* **What the task asks**:
All of the data needs to be repeated exactly.

Saved data entries
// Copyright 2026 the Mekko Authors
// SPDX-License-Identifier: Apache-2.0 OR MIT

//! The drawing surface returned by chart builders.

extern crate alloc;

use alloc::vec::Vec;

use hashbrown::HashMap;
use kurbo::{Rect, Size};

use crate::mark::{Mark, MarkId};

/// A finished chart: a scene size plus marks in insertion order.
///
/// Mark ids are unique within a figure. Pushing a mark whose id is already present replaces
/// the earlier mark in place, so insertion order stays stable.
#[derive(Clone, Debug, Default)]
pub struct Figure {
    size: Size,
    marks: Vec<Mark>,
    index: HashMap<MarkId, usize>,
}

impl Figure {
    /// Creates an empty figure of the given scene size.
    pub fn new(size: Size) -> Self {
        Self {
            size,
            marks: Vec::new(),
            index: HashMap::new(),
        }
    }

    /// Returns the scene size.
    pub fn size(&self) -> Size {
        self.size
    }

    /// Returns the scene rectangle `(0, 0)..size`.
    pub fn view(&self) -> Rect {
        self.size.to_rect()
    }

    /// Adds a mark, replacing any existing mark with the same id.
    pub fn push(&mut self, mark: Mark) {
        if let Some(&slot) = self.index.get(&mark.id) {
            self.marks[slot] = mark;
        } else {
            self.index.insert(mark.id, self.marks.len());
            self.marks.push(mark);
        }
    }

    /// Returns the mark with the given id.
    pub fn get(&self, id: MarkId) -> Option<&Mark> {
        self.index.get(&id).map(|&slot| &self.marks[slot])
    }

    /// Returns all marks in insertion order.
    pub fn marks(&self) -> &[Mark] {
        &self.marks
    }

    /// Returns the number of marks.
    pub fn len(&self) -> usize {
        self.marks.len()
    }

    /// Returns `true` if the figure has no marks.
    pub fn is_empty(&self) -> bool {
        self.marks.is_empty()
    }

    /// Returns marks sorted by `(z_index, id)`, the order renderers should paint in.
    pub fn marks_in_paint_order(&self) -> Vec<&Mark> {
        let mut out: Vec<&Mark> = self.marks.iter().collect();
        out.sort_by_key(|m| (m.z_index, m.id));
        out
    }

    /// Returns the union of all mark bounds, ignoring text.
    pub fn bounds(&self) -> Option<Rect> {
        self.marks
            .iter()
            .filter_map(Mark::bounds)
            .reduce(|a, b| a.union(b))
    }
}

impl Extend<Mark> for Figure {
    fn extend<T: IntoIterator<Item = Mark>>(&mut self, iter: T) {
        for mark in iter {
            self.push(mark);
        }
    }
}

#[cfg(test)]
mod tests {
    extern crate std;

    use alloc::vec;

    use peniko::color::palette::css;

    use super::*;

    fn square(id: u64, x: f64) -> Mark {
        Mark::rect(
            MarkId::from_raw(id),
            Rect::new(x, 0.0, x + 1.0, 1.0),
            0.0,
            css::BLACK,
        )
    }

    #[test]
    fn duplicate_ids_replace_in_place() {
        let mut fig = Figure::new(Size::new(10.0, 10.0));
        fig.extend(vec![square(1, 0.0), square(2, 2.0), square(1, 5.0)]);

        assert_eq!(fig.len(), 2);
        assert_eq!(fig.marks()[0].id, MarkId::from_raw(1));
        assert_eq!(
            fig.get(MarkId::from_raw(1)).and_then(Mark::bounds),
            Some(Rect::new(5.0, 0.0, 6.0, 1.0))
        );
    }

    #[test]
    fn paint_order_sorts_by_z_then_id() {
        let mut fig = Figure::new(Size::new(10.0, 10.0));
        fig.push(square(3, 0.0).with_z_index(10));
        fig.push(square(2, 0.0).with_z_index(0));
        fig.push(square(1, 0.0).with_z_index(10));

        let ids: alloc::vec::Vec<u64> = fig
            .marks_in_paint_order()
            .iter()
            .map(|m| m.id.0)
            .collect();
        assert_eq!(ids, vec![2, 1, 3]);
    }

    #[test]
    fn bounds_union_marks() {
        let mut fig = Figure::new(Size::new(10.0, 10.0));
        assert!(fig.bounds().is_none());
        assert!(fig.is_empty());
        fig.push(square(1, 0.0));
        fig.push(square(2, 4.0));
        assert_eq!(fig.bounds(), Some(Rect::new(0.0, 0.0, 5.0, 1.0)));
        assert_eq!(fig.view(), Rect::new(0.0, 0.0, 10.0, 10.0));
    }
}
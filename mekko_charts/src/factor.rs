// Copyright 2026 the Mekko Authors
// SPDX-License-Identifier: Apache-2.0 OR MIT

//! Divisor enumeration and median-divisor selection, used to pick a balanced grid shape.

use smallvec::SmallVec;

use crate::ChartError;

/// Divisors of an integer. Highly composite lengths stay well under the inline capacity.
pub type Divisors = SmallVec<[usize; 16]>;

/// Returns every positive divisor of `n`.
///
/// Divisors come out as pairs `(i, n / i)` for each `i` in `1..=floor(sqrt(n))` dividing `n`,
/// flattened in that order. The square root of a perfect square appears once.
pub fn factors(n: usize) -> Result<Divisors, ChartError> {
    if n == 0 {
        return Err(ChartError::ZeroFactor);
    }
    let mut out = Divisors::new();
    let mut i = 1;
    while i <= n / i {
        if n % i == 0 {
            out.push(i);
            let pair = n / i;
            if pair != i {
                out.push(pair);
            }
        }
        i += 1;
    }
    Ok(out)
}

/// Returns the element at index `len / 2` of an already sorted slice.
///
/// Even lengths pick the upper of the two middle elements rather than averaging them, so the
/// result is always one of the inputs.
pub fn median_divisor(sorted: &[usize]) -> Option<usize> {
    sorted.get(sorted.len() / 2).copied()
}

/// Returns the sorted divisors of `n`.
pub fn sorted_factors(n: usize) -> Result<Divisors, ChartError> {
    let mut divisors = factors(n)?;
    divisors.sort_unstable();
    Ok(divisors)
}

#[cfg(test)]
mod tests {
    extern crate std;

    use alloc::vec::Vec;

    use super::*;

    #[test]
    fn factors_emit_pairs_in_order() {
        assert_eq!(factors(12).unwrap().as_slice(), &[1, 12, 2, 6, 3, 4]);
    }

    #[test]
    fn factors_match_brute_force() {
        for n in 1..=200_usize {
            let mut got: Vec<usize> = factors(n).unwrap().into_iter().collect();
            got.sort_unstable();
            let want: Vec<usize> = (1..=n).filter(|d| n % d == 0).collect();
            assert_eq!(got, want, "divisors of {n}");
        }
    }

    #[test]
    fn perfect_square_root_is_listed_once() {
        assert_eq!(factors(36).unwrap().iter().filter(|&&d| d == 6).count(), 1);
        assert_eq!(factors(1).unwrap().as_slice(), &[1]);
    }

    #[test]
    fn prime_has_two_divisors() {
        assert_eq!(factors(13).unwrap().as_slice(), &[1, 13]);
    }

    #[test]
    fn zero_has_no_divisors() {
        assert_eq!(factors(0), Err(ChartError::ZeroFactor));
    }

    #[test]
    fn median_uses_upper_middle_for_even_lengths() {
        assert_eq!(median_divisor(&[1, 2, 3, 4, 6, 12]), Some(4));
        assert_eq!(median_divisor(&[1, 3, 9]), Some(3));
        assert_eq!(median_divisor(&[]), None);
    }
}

* **Result for this task**:
// Copyright 2026 the Mekko Authors
// SPDX-License-Identifier: Apache-2.0 OR MIT

//! The drawing surface returned by chart builders.

extern crate alloc;

use alloc::vec::Vec;

use hashbrown::HashMap;
use kurbo::{Rect, Size};

use crate::mark::{Mark, MarkId};

/// A finished chart: a scene size plus marks in insertion order.
///
/// Mark ids are unique within a figure. Pushing a mark whose id is already present replaces
/// the earlier mark in place, so insertion order stays stable.
#[derive(Clone, Debug, Default)]
pub struct Figure {
    size: Size,
    marks: Vec<Mark>,
    index: HashMap<MarkId, usize>,
}

impl Figure {
    /// Creates an empty figure of the given scene size.
    pub fn new(size: Size) -> Self {
        Self {
            size,
            marks: Vec::new(),
            index: HashMap::new(),
        }
    }

    /// Returns the scene size.
    pub fn size(&self) -> Size {
        self.size
    }

    /// Returns the scene rectangle `(0, 0)..size`.
    pub fn view(&self) -> Rect {
        self.size.to_rect()
    }

    /// Adds a mark, replacing any existing mark with the same id.
    pub fn push(&mut self, mark: Mark) {
        if let Some(&slot) = self.index.get(&mark.id) {
            self.marks[slot] = mark;
        } else {
            self.index.insert(mark.id, self.marks.len());
            self.marks.push(mark);
        }
    }

    /// Returns the mark with the given id.
    pub fn get(&self, id: MarkId) -> Option<&Mark> {
        self.index.get(&id).map(|&slot| &self.marks[slot])
    }

    /// Returns all marks in insertion order.
    pub fn marks(&self) -> &[Mark] {
        &self.marks
    }

    /// Returns the number of marks.
    pub fn len(&self) -> usize {
        self.marks.len()
    }

    /// Returns `true` if the figure has no marks.
    pub fn is_empty(&self) -> bool {
        self.marks.is_empty()
    }

    /// Returns marks sorted by `(z_index, id)`, the order renderers should paint in.
    pub fn marks_in_paint_order(&self) -> Vec<&Mark> {
        let mut out: Vec<&Mark> = self.marks.iter().collect();
        out.sort_by_key(|m| (m.z_index, m.id));
        out
    }

    /// Returns the union of all mark bounds, ignoring text.
    pub fn bounds(&self) -> Option<Rect> {
        self.marks
            .iter()
            .filter_map(Mark::bounds)
            .reduce(|a, b| a.union(b))
    }
}

impl Extend<Mark> for Figure {
    fn extend<T: IntoIterator<Item = Mark>>(&mut self, iter: T) {
        for mark in iter {
            self.push(mark);
        }
    }
}

#[cfg(test)]
mod tests {
    extern crate std;

    use alloc::vec;

    use peniko::color::palette::css;

    use super::*;

    fn square(id: u64, x: f64) -> Mark {
        Mark::rect(
            MarkId::from_raw(id),
            Rect::new(x, 0.0, x + 1.0, 1.0),
            0.0,
            css::BLACK,
        )
    }

    #[test]
    fn duplicate_ids_replace_in_place() {
        let mut fig = Figure::new(Size::new(10.0, 10.0));
        fig.extend(vec![square(1, 0.0), square(2, 2.0), square(1, 5.0)]);

        assert_eq!(fig.len(), 2);
        assert_eq!(fig.marks()[0].id, MarkId::from_raw(1));
        assert_eq!(
            fig.get(MarkId::from_raw(1)).and_then(Mark::bounds),
            Some(Rect::new(5.0, 0.0, 6.0, 1.0))
        );
    }

    #[test]
    fn paint_order_sorts_by_z_then_id() {
        let mut fig = Figure::new(Size::new(10.0, 10.0));
        fig.push(square(3, 0.0).with_z_index(10));
        fig.push(square(2, 0.0).with_z_index(0));
        fig.push(square(1, 0.0).with_z_index(10));

        let ids: alloc::vec::Vec<u64> = fig
            .marks_in_paint_order()
            .iter()
            .map(|m| m.id.0)
            .collect();
        assert_eq!(ids, vec![2, 1, 3]);
    }

    #[test]
    fn bounds_union_marks() {
        let mut fig = Figure::new(Size::new(10.0, 10.0));
        assert!(fig.bounds().is_none());
        assert!(fig.is_empty());
        fig.push(square(1, 0.0));
        fig.push(square(2, 4.0));
        assert_eq!(fig.bounds(), Some(Rect::new(0.0, 0.0, 5.0, 1.0)));
        assert_eq!(fig.view(), Rect::new(0.0, 0.0, 10.0, 10.0));
    }
}
filename mekko_charts/src/factor.rs
// Copyright 2026 the Mekko Authors
// SPDX-License-Identifier: Apache-2.0 OR MIT

//! Divisor enumeration and median-divisor selection, used to pick a balanced grid shape.

use smallvec::SmallVec;

use crate::ChartError;

/// Divisors of an integer. Highly composite lengths stay well under the inline capacity.
pub type Divisors = SmallVec<[usize; 16]>;

/// Returns every positive divisor of `n`.
///
/// Divisors come out as pairs `(i, n / i)` for each `i` in `1..=floor(sqrt(n))` dividing `n`,
/// flattened in that order. The square root of a perfect square appears once.
pub fn factors(n: usize) -> Result<Divisors, ChartError> {
    if n == 0 {
        return Err(ChartError::ZeroFactor);
    }
    let mut out = Divisors::new();
    let mut i = 1;
    while i <= n / i {
        if n % i == 0 {
            out.push(i);
            let pair = n / i;
            if pair != i {
                out.push(pair);
            }
        }
        i += 1;
    }
    Ok(out)
}

/// Returns the element at index `len / 2` of an already sorted slice.
///
/// Even lengths pick the upper of the two middle elements rather than averaging them, so the
/// result is always one of the inputs.
pub fn median_divisor(sorted: &[usize]) -> Option<usize> {
    sorted.get(sorted.len() / 2).copied()
}

/// Returns the sorted divisors of `n`.
pub fn sorted_factors(n: usize) -> Result<Divisors, ChartError> {
    let mut divisors = factors(n)?;
    divisors.sort_unstable();
    Ok(divisors)
}

#[cfg(test)]
mod tests {
    extern crate std;

    use alloc::vec::Vec;

    use super::*;

    #[test]
    fn factors_emit_pairs_in_order() {
        assert_eq!(factors(12).unwrap().as_slice(), &[1, 12, 2, 6, 3, 4]);
    }

    #[test]
    fn factors_match_brute_force() {
        for n in 1..=200_usize {
            let mut got: Vec<usize> = factors(n).unwrap().into_iter().collect();
            got.sort_unstable();
            let want: Vec<usize> = (1..=n).filter(|d| n % d == 0).collect();
            assert_eq!(got, want, "divisors of {n}");
        }
    }

    #[test]
    fn perfect_square_root_is_listed_once() {
        assert_eq!(factors(36).unwrap().iter().filter(|&&d| d == 6).count(), 1);
        assert_eq!(factors(1).unwrap().as_slice(), &[1]);
    }

    #[test]
    fn prime_has_two_divisors() {
        assert_eq!(factors(13).unwrap().as_slice(), &[1, 13]);
    }

    #[test]
    fn zero_has_no_divisors() {
        assert_eq!(factors(0), Err(ChartError::ZeroFactor));
    }

    #[test]
    fn median_uses_upper_middle_for_even_lengths() {
        assert_eq!(median_divisor(&[1, 2, 3, 4, 6, 12]), Some(4));
        assert_eq!(median_divisor(&[1, 3, 9]), Some(3));
        assert_eq!(median_divisor(&[]), None);
    }
}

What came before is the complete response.